US Senate Committee passes amendment to ban PFAS in food packaging

USA – The US Senate Committee on Health Education Labor and Pensions (HELP) has passed a bipartisan amendment to ban the use of PFAS (perfluoroalkyl or polyfluoroalkyl substances) chemicals in food packaging.

The “forever chemicals” are commonly used in paper packaging as water-repellent and grease-proofing treatments but have been linked to a wide range of health issues, including a weakened immune system.

The committee voted 13-9 in favor of the Keep Food Containers Safe From PFAS Act, which passed as an amendment to the FDA Safety and Landmark Advancements Act of 2022.

The bill next goes to the Senate floor for a vote and will be conferenced with the House version of the bill before it is signed into law. We hope that both chambers will act quickly,” said Liz Hitchcock, Director of Safer Chemicals Healthy Families.

The best way to stop PFAS from contaminating drinking water, breast milk, wildlife, and people is to end its use in everyday products like food packaging.”

Currently, state governments are taking legislative and regulatory actions to phase out PFAS. Nine states (California, Colorado, Connecticut, Maryland, Maine, Minnesota, New York, Vermont, and Washington) have enacted state bans on PFAS in food packaging.

To support the initiative retailers are increasingly adopting safer chemicals policies to reduce or eliminate PFAS in crucial product sectors, according to the annual Retailer Report Card published by Toxic-Free Future’s Mind the Store program.

In response to Toxic-Free Future’s Mind the Store program, 22 retailers selling food or food packaging have announced steps to reduce or eliminate PFAS in food packaging at more than 140,000 stores worldwide, including Burger King, McDonald’s, Starbucks, Whole Foods Market, and other major retailers.

Fast-food giants like McDonald’s, Burger King, and Starbucks are already banning PFAS, so the marketplace is moving,” says Mike Schade, director of Mind the Store.

The federal government must level the playing field to ensure all Americans are protected from these forever chemicals.”

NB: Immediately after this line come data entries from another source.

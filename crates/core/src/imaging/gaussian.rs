use ndarray::Array2;

use crate::shared::GrayGrid;

/// Sigma implied by a kernel size when no sigma is given.
pub fn sigma_for_kernel_size(kernel_size: usize) -> f64 {
    0.3 * ((kernel_size as f64 - 1.0) * 0.5 - 1.0) + 0.8
}

/// Smallest odd kernel size covering +/- 3 sigma.
pub fn kernel_size_for_sigma(sigma: f64) -> usize {
    ((sigma * 6.0 + 1.0).round() as usize) | 1
}

/// Normalized 1D Gaussian kernel. `kernel_size` must be odd and >= 1.
pub fn gaussian_kernel_1d(kernel_size: usize, sigma: f64) -> Vec<f32> {
    debug_assert!(kernel_size >= 1 && kernel_size % 2 == 1);
    let half = (kernel_size / 2) as f64;
    let weights: Vec<f64> = (0..kernel_size)
        .map(|i| {
            let x = i as f64 - half;
            (-x * x / (2.0 * sigma * sigma)).exp()
        })
        .collect();
    let sum: f64 = weights.iter().sum();
    weights.iter().map(|&w| (w / sum) as f32).collect()
}

/// Mirrors `i` into `0..n` without repeating the edge sample (`dcb|abcd|cba`).
fn reflect_101(i: isize, n: usize) -> usize {
    let last = n as isize - 1;
    if last <= 0 {
        return 0;
    }
    let mut i = i;
    while i < 0 || i > last {
        i = if i < 0 { -i } else { 2 * last - i };
    }
    i as usize
}

/// Separable Gaussian blur with reflect-101 borders.
pub fn blur(grid: &GrayGrid, kernel: &[f32]) -> GrayGrid {
    let (height, width) = grid.dim();
    if kernel.len() <= 1 || width == 0 || height == 0 {
        return grid.clone();
    }
    let half = (kernel.len() / 2) as isize;

    let horizontal = Array2::from_shape_fn((height, width), |(y, x)| {
        kernel
            .iter()
            .enumerate()
            .map(|(k, &w)| {
                let sx = reflect_101(x as isize + k as isize - half, width);
                grid[[y, sx]] as f32 * w
            })
            .sum::<f32>()
    });

    Array2::from_shape_fn((height, width), |(y, x)| {
        let sum: f32 = kernel
            .iter()
            .enumerate()
            .map(|(k, &w)| {
                let sy = reflect_101(y as isize + k as isize - half, height);
                horizontal[[sy, x]] * w
            })
            .sum();
        sum.round().clamp(0.0, 255.0) as u8
    })
}

/// Blur with a kernel derived from `sigma`.
pub fn blur_sigma(grid: &GrayGrid, sigma: f64) -> GrayGrid {
    let size = kernel_size_for_sigma(sigma);
    blur(grid, &gaussian_kernel_1d(size, sigma))
}

/// Blur with a `kernel_size` x `kernel_size` window and its implied sigma.
pub fn blur_kernel(grid: &GrayGrid, kernel_size: usize) -> GrayGrid {
    let size = kernel_size | 1;
    blur(grid, &gaussian_kernel_1d(size, sigma_for_kernel_size(size)))
}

PFAS chemicals are not known to break down in the environment and can easily move through the soil to drinking water.

A 2020 report by Toxic-Free Future found major fast-food chains such as McDonald’s, Burger King, and Wendy’s likely serve up toxic PFAS with some of their most popular takeout foods.

A 2018 report also indicated the presence of PFAS in food packaging at top grocery store chains.

In addition, Toxic-Free Future’s 2021 investigative report revealed that a PFAS manufacturing facility is a significant source of PFAS pollution and ozone-depleting chemicals that contribute to health problems and climate change.